Pocock ready to take on the world after sabbatical

Sport
When you’re washing in a river most nights because your digs don’t have running water, forget WiFi.

MELBOURNE — When you’re washing in a river most nights because your digs don’t have running water, forget WiFi. So even if David Pocock had wanted to tune into some Super Rugby during his recent sabbatical in Africa, he had Buckleys staying up on the Brumbies.

“We were based on a farm and for most of the Super season, we didn’t have internet reception. We didn’t even have running water,” Pocock said.

“There was no watching games. We were very much away from it, so it was a bit of a forced break. One of my younger cousins would send me a few text message updates with results and how he saw things.

“But talking this idea through with ‘Cheik’ a couple of years back or whenever it was, that was the plan. To really get away and freshen up.”

Pocock is speaking to the Sunday Telegraph from Ota, Japan, where he recently started his second season with the Robbie Deans-coached Panasonic Wild Knights.

The celebrated flanker is in the final stage of Australian rugby’s most debated sabbatical, which saw Pocock granted a year’s leave by the ARU and Brumbies as part of a new contract taking him through to the 2019 World Cup.

Those who follow Pocock on social media will know he spent the first half of the year in his beloved Africa, where the 29-year-old and partner Emma stayed largely in his original homeland Zimbabwe. The farm, outside Beitbridge in the lowveld, is owned by his grandfather.

“We helped run the property, growing tomatoes and so on. And we used that as a base to travel,” Pocock said.

“It allowed us to explore some things around conservation and agriculture.”

Using a long-term goal of helping create a “conservation, community development project” in Zimbabwe, the pair attended courses in game management, safe animal capture and rangeland science. Via newly-made friends and connections with conservation group Wild Ark, they walked among the animals in gameparks, visited anti-poaching units and learned bookloads about Africa’s flora and fauna.

One of the more memorable days, said Pocock, was walking in the Mana Pools National Park, on the border of Zimbabwe and Zambia.

Guided by legendary owner Nick Murray, they stood — quietly — within 10 metres of a wild bull elephant.

“Nick knows the individual elephants like he’s mates with them. He knows their moods,” Pocock said. “It was incredible. Getting up close to wild elephants on foot, approaching lions on foot. Being in their domain, it was awe-inspiring.”

A bush-bash holiday? Please. This is David Pocock we’re talking about.

“Maybe we squeezed in a bit much,” Pocock says.

“I think Emma might have preferred a few weeks on the beach. No, just joking. She was absolutely brilliant.”

To keep fit for rugby, Pocock would “walk a lot”, climb ropes up Boabab trees and lift whatever weights he could get his hands on.

He used the anti-poaching scouts gear a few times and also borrowed the weights set of a neighbour’s absent son.
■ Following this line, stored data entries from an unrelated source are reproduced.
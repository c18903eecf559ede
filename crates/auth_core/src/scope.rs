use std::sync::{
    atomic::{AtomicI64, Ordering},
    Arc,
};

use shared::domain::ScopeId;

static NEXT_SCOPE_ID: AtomicI64 = AtomicI64::new(1);

/// Explicit handle for looking up the nearest active auth controller.
///
/// Scopes form a tree; a lookup starts at the given scope and walks up
/// through its ancestors.
#[derive(Debug, Clone)]
pub struct Scope {
    node: Arc<ScopeNode>,
}

#[derive(Debug)]
struct ScopeNode {
    id: ScopeId,
    parent: Option<Scope>,
}

impl Scope {
    pub fn root() -> Self {
        Self::with_parent(None)
    }

    pub fn child(&self) -> Self {
        Self::with_parent(Some(self.clone()))
    }

    fn with_parent(parent: Option<Scope>) -> Self {
        Self {
            node: Arc::new(ScopeNode {
                id: ScopeId(NEXT_SCOPE_ID.fetch_add(1, Ordering::Relaxed)),
                parent,
            }),
        }
    }

    pub fn id(&self) -> ScopeId {
        self.node.id
    }

    pub fn parent(&self) -> Option<&Scope> {
        self.node.parent.as_ref()
    }

    /// This scope followed by its ancestors, nearest first.
    pub fn lineage(&self) -> impl Iterator<Item = &Scope> {
        std::iter::successors(Some(self), |scope| scope.parent())
    }
}
//! Commands the demo runs against an active auth controller.

use anyhow::Result;
use auth_core::{AuthController, AuthState, ReadinessCheck};
use clap::Subcommand;
use serde_json::{json, Value};
use tracing::debug;

use crate::session::{Credentials, FileSessionService, SessionUser};

#[derive(Subcommand, Debug, Clone)]
pub enum DemoCommand {
    /// Print the current auth state.
    Status,
    SignIn {
        #[arg(long)]
        email: String,
        #[arg(long)]
        password: String,
    },
    SignUp {
        #[arg(long)]
        email: String,
        #[arg(long)]
        password: String,
    },
    SignOut,
}

impl DemoCommand {
    fn name(&self) -> &'static str {
        match self {
            Self::Status => "status",
            Self::SignIn { .. } => "sign_in",
            Self::SignUp { .. } => "sign_up",
            Self::SignOut => "sign_out",
        }
    }
}

/// Runs `command` and returns the user it resolved, if any.
pub async fn execute(
    controller: &AuthController<FileSessionService>,
    command: DemoCommand,
) -> Result<Option<SessionUser>> {
    debug!(command = command.name(), "dispatching demo command");
    match command {
        DemoCommand::Status => Ok(controller.state().user),
        DemoCommand::SignIn { email, password } => controller
            .sign_in(Credentials { email, password })
            .await
            .map(Some),
        DemoCommand::SignUp { email, password } => controller
            .sign_up(Credentials { email, password })
            .await
            .map(Some),
        DemoCommand::SignOut => {
            controller.sign_out().await?;
            Ok(None)
        }
    }
}

/// JSON printed once a command finishes.
pub fn status_report(readiness: &ReadinessCheck, state: &AuthState<SessionUser>) -> Value {
    json!({
        "readiness": readiness,
        "state": state,
    })
}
“I improvised,” Pocock said. “It wasn’t a huge focus but I just kept things ticking over. Although, yeah, the first two weeks here (in Japan) were a rude shock. But I am loving being back into it.”

Pocock, who also spent a week in Boston doing a Harvard business leadership course, is now back in the swing of rugby again. He hasn’t put on a kilo or lost one even.

So has the sabbatical been worth it? Has Pocock refilled the motivational gas tank after a soul-enriching stint in Africa?

“I think so. I have certainly enjoyed it and I feel like it was the right decision,” Pocock said.

“I am very, very grateful for the opportunity. I am lucky. The goal was to get away and then hopefully be able to really contribute leading up to the World Cup. I guess time will tell whether that happens but I am really keen to get back into it. I am excited about what lies ahead.

“I have enjoyed getting back into rugby again and I feel fresh. You certainly get a new sense of the opportunities that we have as rugby players to do what we love doing.”

WiFi may have been patchy but it didn’t escape the attention of Pocock that Australian rugby has been wallowing in the mud for most of his absence.

“I have stayed in touch with a few guys. There’s no denying the fact it has been a tough year,” Pocock said.

“It’s hard when you’re not part of it but while it’s been challenging, from what I can see there have been some real positives come out of it.

Take the backrow — there’s been a bunch of young guys given opportunities and that will only make us stronger. I really believe that. I think we’ll get back up there.”